Existe un malestar que no aparece en los telediarios. Un hastío burgués, difuso… No es la dignísima indignación airada ni la protesta organizada -¡Dios nos libre de caer en esa vulgaridad!-, sino una hartazón lenta que se alimenta de la minucia del foro público.
Es la sensación de estar condenados a presenciar una obra diaria en el Teatro de la Pamplina, donde Calderón y Shakespeare han sido sustituidos por la estéril gesticulación hueca.
La nostalgia como tentación: el anhelo por tiempos mejores, poblados de hombres y mujeres que, seamos sinceros, no temían mancharse las manos tomando decisiones duras.
Para diagnosticar la profundidad de esta melancolía, recurro a los grandes cronistas de la decadencia. Edward Gibbon, en su Historia de la decadencia y caída del Imperio Romano, nos legó una cartografía moral de nuestro propio hastío. La nostalgia por los mejores hombres no es por su bondad, sino por la magnitud de sus consecuencias.
Gibbon nos enseñó que los imperios no colapsan por un golpe de audacia externa, sino por la lenta atrofia de las fibras internas: la corrupción del espíritu, el abandono de la reflexión y la sustitución del deber por el hedonismo.
La pamplina actual es, vista desde la cínica distancia gibboniana, el síntoma final de esa larga agonía: una sociedad que ha perdido la capacidad -o, peor aún, el interés- en discernir entre lo vital y lo accesorio.

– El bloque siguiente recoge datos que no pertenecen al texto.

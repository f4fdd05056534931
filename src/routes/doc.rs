use utoipa::{OpenApi, openapi::OpenApi as OpenApiSpec};
use utoipa_scalar::{Scalar, Servable};

use crate::{
    dto::orders::{CreateOrderItemRequest, CreateOrderRequest, DeletedOrder, OrderList, UpdateOrderStatusRequest},
    error::ErrorBody,
    models::{Order, OrderItem, OrderStatistics, OrderStatus},
    response::{ApiResponse, Meta},
    routes::{health, orders},
};

#[derive(OpenApi)]
#[openapi(
    info(title = "Order Service", description = "Order lifecycle API"),
    paths(
        health::health_check,
        orders::create_order,
        orders::list_orders,
        orders::get_order,
        orders::list_orders_by_customer,
        orders::update_order_status,
        orders::delete_order,
        orders::get_statistics
    ),
    components(
        schemas(
            Order,
            OrderItem,
            OrderStatus,
            OrderStatistics,
            CreateOrderRequest,
            CreateOrderItemRequest,
            UpdateOrderStatusRequest,
            OrderList,
            DeletedOrder,
            ErrorBody,
            health::HealthData,
            Meta,
            ApiResponse<Order>,
            ApiResponse<OrderList>,
            ApiResponse<OrderStatistics>,
            ApiResponse<DeletedOrder>
        )
    ),
    tags(
        (name = "Health", description = "Health check endpoint"),
        (name = "Orders", description = "Order endpoints"),
    )
)]
pub struct ApiDoc;

pub fn scalar_docs() -> Scalar<OpenApiSpec> {
    Scalar::with_url("/docs", ApiDoc::openapi())
}
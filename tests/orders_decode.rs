mod common;

use order_service::{
    error::AppError,
    services::order_service as orders,
    state::AppState,
    store::{OrderStore, RowDecodePolicy},
};
use sea_orm::{ConnectionTrait, Statement, Value};
use uuid::Uuid;

use common::{order_request, setup_state_with, unique_customer};

// A row written outside the service with a status the enum does not know.
#[tokio::test]
async fn undecodable_rows_follow_the_decode_policy() -> anyhow::Result<()> {
    let Some(lenient) = setup_state_with(RowDecodePolicy::BestEffort).await? else {
        return Ok(());
    };
    let conn = lenient.store.connection().clone();
    let strict = AppState::new(OrderStore::new(conn.clone(), RowDecodePolicy::FailFast));
    let customer = unique_customer("decode");

    let good = orders::create_order(&lenient, order_request(&customer, &[(1, "G", 1500, 1)]))
        .await?
        .data
        .unwrap();

    let weird_id = Uuid::new_v4();
    conn.execute(Statement::from_sql_and_values(
        conn.get_database_backend(),
        "INSERT INTO orders (id, customer_id, total_price, status) VALUES ($1, $2, 0, 'weird')",
        [Value::from(weird_id), Value::from(customer.clone())],
    ))
    .await?;

    let listed = orders::list_orders_by_customer(&lenient, &customer)
        .await?
        .data
        .unwrap();
    assert_eq!(listed.total, 1);
    assert_eq!(listed.orders[0].id, good.id);

    let failed = orders::list_orders_by_customer(&strict, &customer).await;
    assert!(matches!(failed, Err(AppError::Storage(_))));

    // Single reads fail whatever the policy.
    let read = orders::get_order(&lenient, weird_id).await;
    assert!(matches!(read, Err(AppError::Storage(_))));

    orders::delete_order(&lenient, weird_id).await?;
    orders::delete_order(&lenient, good.id).await?;
    Ok(())
}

Nos vamos a morir de aburrimiento antes de que nos asedien, créanme. Voltaire, sin embargo, nos ofrece el antídoto contra la ingenuidad intelectual que acompaña el marasmo. Su Cándido.
Nuestro hastío de hoy es, esencialmente, un candidismo invertido: hemos abandonado la fe en el mejor de los mundos posibles solo para sustituirla por la desesperación de que no hay ningún mundo posible. Es una melancolía que justifica la inacción.
Lo que verdaderamente añoramos en esos hombres y mujeres de antes no es la fuerza bruta, sino la capacidad de decisión ante la ambigüedad moral. El coraje, decían, no era la ausencia de dilemas, sino la solidez ética para tomar el timón cuando el panorama se presentaba turbio.
Pero si la lección de Cándido es una retirada al jardín, la nuestra debe ser más amarga, más irónica, más inevitablemente gattopardiana. Porque si hemos de ser honestos, el hastío no se vence cultivando geranios, sino asumiendo, con cuantos más modales mejor, que el tiempo del hombre duro ha terminado.
El verdadero coraje no es empuñar la espada, sino saber apartarse. Es el gesto final del Príncipe de Salina en El Gatopardo cuando reconoce que "si queremos que todo siga como está, es necesario que todo cambie", y se retira de la
fiesta.
El único triunfo posible contra la tiranía de la trivialidad y la pamplina es la retirada estratégica. La decisión más dura y heroica no es batallar por lo irrelevante, sino dejar que lo irrelevante gane y, al hacerlo, revelar su vacuidad.